The prior screening order also found that there were no allegations showing that Green intended any physical harm to plaintiff. Id at 3. The second amended complaint also fails to cure this defect.
Despite notice of the deficiencies in the complaint and an opportunity to amend, plaintiff is no closer to stating a claim upon which relief could be granted. The court finds that further leave to amend is not warranted. See Plumeau v. SchoolDist. # 40, 130 F.3d 432, 439 (9th Cir. 1997) (denial of leave to amend appropriate where further amendment would be futile).
Accordingly, it is hereby ORDERED that the Clerk of the Court shall randomly assign a United States District Judge to this action.
Further, it is hereby RECOMMENDED that plaintiff's second amended complaint (ECF No. 22) be DISMISSED, with prejudice, for failure to state a claim upon which relief could be granted, and this case closed.

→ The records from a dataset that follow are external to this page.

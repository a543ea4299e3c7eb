//! LLM provider factory.
//!
//! Creates chat clients from the configured provider name, resolving the
//! default endpoint and checking required secrets.

use crate::client::LlmClient;
use crate::providers::{OllamaClient, OpenAiClient};
use crate::transport::HttpTransport;
use crate::types::ProviderType;
use std::sync::Arc;

/// Create an LLM client based on the provider name.
///
/// # Arguments
/// * `provider` - Provider identifier ("openai", "ollama")
/// * `endpoint` - Optional custom endpoint URL
/// * `api_key` - Optional API key (for providers that require it)
/// * `transport` - HTTP transport shared with the embedding provider
/// * `debug` - Log raw provider responses
///
/// # Errors
/// Returns error if:
/// - Provider is unknown or has no chat capability
/// - Required secrets are missing
pub fn create_client(
    provider: &str,
    endpoint: Option<&str>,
    api_key: Option<&str>,
    transport: Arc<dyn HttpTransport>,
    debug: bool,
) -> Result<Arc<dyn LlmClient>, String> {
    let provider_type =
        ProviderType::parse(provider).ok_or_else(|| format!("Unknown provider: {}", provider))?;

    match provider_type {
        ProviderType::Ollama => {
            let client = match endpoint {
                Some(base_url) => OllamaClient::with_base_url(base_url, transport),
                None => OllamaClient::new(transport),
            };
            Ok(Arc::new(client.with_debug(debug)))
        }
        ProviderType::OpenAI => {
            let api_key = api_key.ok_or_else(|| "OpenAI provider requires API key".to_string())?;
            let client = match endpoint {
                Some(base_url) => OpenAiClient::with_base_url(base_url, api_key, transport),
                None => OpenAiClient::new(api_key, transport),
            };
            Ok(Arc::new(client.with_debug(debug)))
        }
        ProviderType::Hashing => Err(format!(
            "Provider '{}' has no chat capability",
            provider_type
        )),
    }
}
//! Retrieval engine: embed, search, assemble, generate.

use crate::embeddings::EmbeddingProvider;
use crate::error::EngineError;
use crate::rag::context::{assemble_context, ContextBudget};
use crate::rag::generator::AnswerGenerator;
use crate::rag::types::{AssembledContext, RagAnswer};
use crate::vector_index::VectorIndex;
use sentra_core::config::RetrievalSettings;
use std::sync::Arc;

/// Retrieval parameters.
#[derive(Debug, Clone, Copy, PartialEq, Eq)]
pub struct RetrievalOptions {
    /// Number of documents retrieved per question
    pub top_k: usize,

    /// Context byte limits
    pub budget: ContextBudget,
}

impl Default for RetrievalOptions {
    fn default() -> Self {
        Self {
            top_k: 3,
            budget: ContextBudget::default(),
        }
    }
}

impl From<&RetrievalSettings> for RetrievalOptions {
    fn from(settings: &RetrievalSettings) -> Self {
        Self {
            top_k: settings.top_k,
            budget: ContextBudget::from(settings),
        }
    }
}

/// Answers questions against a read-only index.
///
/// Each call embeds the question, searches, assembles the bounded context
/// and delegates to the generator, strictly in that order.
pub struct RetrievalEngine {
    index: Arc<VectorIndex>,
    embedder: Arc<dyn EmbeddingProvider>,
    generator: Arc<dyn AnswerGenerator>,
    options: RetrievalOptions,
    debug: bool,
}

impl RetrievalEngine {
    pub fn new(
        index: Arc<VectorIndex>,
        embedder: Arc<dyn EmbeddingProvider>,
        generator: Arc<dyn AnswerGenerator>,
        options: RetrievalOptions,
    ) -> Self {
        Self {
            index,
            embedder,
            generator,
            options,
            debug: false,
        }
    }

    /// Log the assembled context size at info level.
    pub fn with_debug(mut self, debug: bool) -> Self {
        self.debug = debug;
        self
    }

    pub fn options(&self) -> RetrievalOptions {
        self.options
    }

    pub fn index(&self) -> &VectorIndex {
        &self.index
    }

    /// Answer a question.
    pub async fn answer(&self, question: &str) -> Result<String, EngineError> {
        Ok(self.answer_with_sources(question).await?.answer)
    }

    /// Answer a question and report the context that was used.
    pub async fn answer_with_sources(&self, question: &str) -> Result<RagAnswer, EngineError> {
        let context = self.retrieve(question).await?;

        let answer = self
            .generator
            .complete(question, &context.decorated_chunks())
            .await
            .map_err(EngineError::GenerationFailed)?;

        Ok(RagAnswer {
            answer,
            sources: context.sources(),
            context_chars: context.total_chars,
            chunks_used: context.chunks.len(),
        })
    }

    /// Embed the question, search and assemble the context without
    /// generating an answer.
    pub async fn retrieve(&self, question: &str) -> Result<AssembledContext, EngineError> {
        let query = self
            .embedder
            .embed(question)
            .await
            .map_err(EngineError::EmbeddingFailed)?;

        let hits = self.index.search_scored(&query, self.options.top_k)?;
        tracing::debug!(
            "Retrieved {} documents, scores: {:?}",
            hits.len(),
            hits.iter().map(|h| h.score).collect::<Vec<_>>()
        );

        let documents: Vec<_> = hits.into_iter().map(|hit| hit.document).collect();
        let context = assemble_context(&documents, self.options.budget);

        if self.debug {
            tracing::info!(
                "Context: {} chunks, {} chars",
                context.chunks.len(),
                context.total_chars
            );
        }

        Ok(context)
    }
}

These findings and recommendations are submitted to the United States District Judge assigned to the case, pursuant to the provisions of 28 U.S.C. § 636(b)(1). Within fourteen days after being served with these findings and recommendations, any party may file written objections with the court and serve a copy on all parties. Such a document should be captioned “Objections to Magistrate Judge's Findings and Recommendations.” Failure to file objections within the specified time may waive the right to appeal the District Court's order. Turner v. Duncan, 158 F.3d 449, 455 (9th Cir. 1998); Martinez v. Ylst, 951 F.2d 1153 (9th Cir. 1991).